Gli ideatori degli incentivi verdi avevano in origine un’altra idea: tassare le cattive abitudini in misura equivalente alla detassazione delle buone abitudini. In Germania vorrebbero colpire i biglietti aerei ma contemporaneamente ridurre il prezzo di quelli dei treni. Il gioco, cioè, dovrebbe essere neutro dal punto di vista fiscale, altrimenti l’incentivo non c’è, e il sospetto che il tutto serva solo a rastrellare un po’ di soldi è legittimo. Guardate la vostra bolletta elettrica: già oggi il 30% del costo è fatto di tasse che paghiamo per finanziare l’uso delle energie rinnovabili.
Aggiungo un altro problema: come si scelgono i comportamenti da punire?
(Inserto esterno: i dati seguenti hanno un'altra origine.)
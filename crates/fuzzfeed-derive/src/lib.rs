use fuzzfeed_types::FieldKind;
use proc_macro::TokenStream;
use proc_macro2::{Ident, Span, TokenStream as TokenStream2};
use quote::quote;
use syn::ext::IdentExt;
use syn::{Attribute, Data, DeriveInput, Field, Fields, LitStr, Path, parse_macro_input};

/// Derives `fuzzfeed_types::Record` for a struct with named fields.
///
/// Field kinds come from the declared Rust types:
///
/// | Rust type                                        | Kind          |
/// |--------------------------------------------------|---------------|
/// | `String`                                         | `String`      |
/// | `bool`                                           | `Bool`        |
/// | `u8 u16 u32 u64 u128 usize i16 i32 i64 i128 isize` | `Int`       |
/// | `Vec<u8>`                                        | `Bytes`       |
/// | `Vec<String>`                                    | `StringList`  |
/// | anything else, or `#[fuzzfeed(skip)]`            | `Unsupported` |
///
/// Integer fields receive the decoded byte through `From<u8>`.
///
/// The generated impl names `::fuzzfeed_types`. Crates that only depend on
/// `fuzzfeed-consumer` point it at the re-exports with
/// `#[fuzzfeed(crate = "fuzzfeed_consumer")]` on the struct.
///
/// # Example
///
/// ```ignore
/// #[derive(Default, Record)]
/// struct Login {
///     user: String,
///     remember: bool,
///     attempts: u32,
///     #[fuzzfeed(skip)]
///     session: String,
/// }
/// ```
#[proc_macro_derive(Record, attributes(fuzzfeed))]
pub fn derive_record(input: TokenStream) -> TokenStream {
    let ast = parse_macro_input!(input as DeriveInput);
    expand(&ast)
        .unwrap_or_else(syn::Error::into_compile_error)
        .into()
}

fn expand(ast: &DeriveInput) -> syn::Result<TokenStream2> {
    let name = &ast.ident;
    let krate = crate_path(&ast.attrs)?;
    let (impl_generics, ty_generics, where_clause) = ast.generics.split_for_impl();

    let fields = match &ast.data {
        Data::Struct(data) => match &data.fields {
            Fields::Named(named) => &named.named,
            _ => {
                return Err(syn::Error::new_spanned(
                    name,
                    "Record can only be derived for structs with named fields",
                ));
            }
        },
        _ => {
            return Err(syn::Error::new_spanned(
                name,
                "Record can only be derived for structs",
            ));
        }
    };

    let mut descriptors = Vec::with_capacity(fields.len());
    let mut arms = Vec::new();

    for (index, field) in fields.iter().enumerate() {
        let Some(ident) = &field.ident else {
            continue;
        };
        let kind = field_kind(field)?;
        let field_name = ident.unraw().to_string();
        let kind_ident = Ident::new(kind.variant_name(), Span::call_site());

        descriptors.push(quote! {
            #krate::FieldDescriptor::new(
                #field_name,
                #krate::FieldKind::#kind_ident,
            )
        });

        let assignment = match kind {
            FieldKind::String | FieldKind::Bool | FieldKind::Bytes => quote!(self.#ident = v),
            FieldKind::Int => quote!(self.#ident = ::core::convert::From::from(v)),
            FieldKind::StringList | FieldKind::Unsupported => continue,
        };
        arms.push(quote! {
            (#index, #krate::FieldValue::#kind_ident(v)) => #assignment,
        });
    }

    let count = descriptors.len();

    Ok(quote! {
        impl #impl_generics #krate::Record for #name #ty_generics #where_clause {
            fn fields(&self) -> &[#krate::FieldDescriptor] {
                static FIELDS: [#krate::FieldDescriptor; #count] = [#(#descriptors),*];
                &FIELDS
            }

            fn assign(&mut self, index: usize, value: #krate::FieldValue) {
                match (index, value) {
                    #(#arms)*
                    _ => {}
                }
            }
        }
    })
}

/// Path to the crate exporting `Record` and friends, from
/// `#[fuzzfeed(crate = "...")]` on the struct. Defaults to `::fuzzfeed_types`.
fn crate_path(attrs: &[Attribute]) -> syn::Result<Path> {
    let mut path = None;
    for attr in attrs {
        if !attr.path().is_ident("fuzzfeed") {
            continue;
        }
        attr.parse_nested_meta(|meta| {
            if meta.path.is_ident("crate") {
                let lit: LitStr = meta.value()?.parse()?;
                path = Some(lit.parse::<Path>()?);
                Ok(())
            } else {
                Err(meta.error("unsupported fuzzfeed attribute, expected `crate`"))
            }
        })?;
    }
    Ok(path.unwrap_or_else(|| syn::parse_quote!(::fuzzfeed_types)))
}

/// Resolve a field's kind from `#[fuzzfeed(skip)]` or its declared type.
fn field_kind(field: &Field) -> syn::Result<FieldKind> {
    let mut skip = false;
    for attr in &field.attrs {
        if !attr.path().is_ident("fuzzfeed") {
            continue;
        }
        attr.parse_nested_meta(|meta| {
            if meta.path.is_ident("skip") {
                skip = true;
                Ok(())
            } else {
                Err(meta.error("unsupported fuzzfeed attribute, expected `skip`"))
            }
        })?;
    }

    if skip {
        return Ok(FieldKind::Unsupported);
    }

    let ty = &field.ty;
    Ok(FieldKind::from_type_name(&quote!(#ty).to_string()))
}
Su merendine e zuccheri siamo tutti d’accordo, perché l’obesità è diventata un male sociale. Ma se un domani i non amanti degli animali proponessero provocatoriamente di far pagare una tassa a chi ha un cane perché sporca le strade di tutti? E sarebbe giusto tassare i pedaggi autostradali colpendo chi usa l’auto per andare al lavoro, invece che prendere uno dei famigerati treni dei pendolari? E come potrebbe un agricoltore usare meno gasolio per il suo trattore: arando meno? La leva fiscale, insomma, è un’arma a doppio taglio. Da maneggiare con cura. Le tasse “educative” non esistono, perché niente può sostituire l’educazione.
Alzi la mano il genitore che non odia le merendine. Lo sappiamo tutti che non è cibo sano, almeno non tanto quanto un dolce fatto in casa o della bella frutta fresca. Ma se le tassassero come ha proposto il ministro Fioramonti, se ce le facessero pagare qualche centesimo in più, credete che i nostri figli ne consumerebbero meno?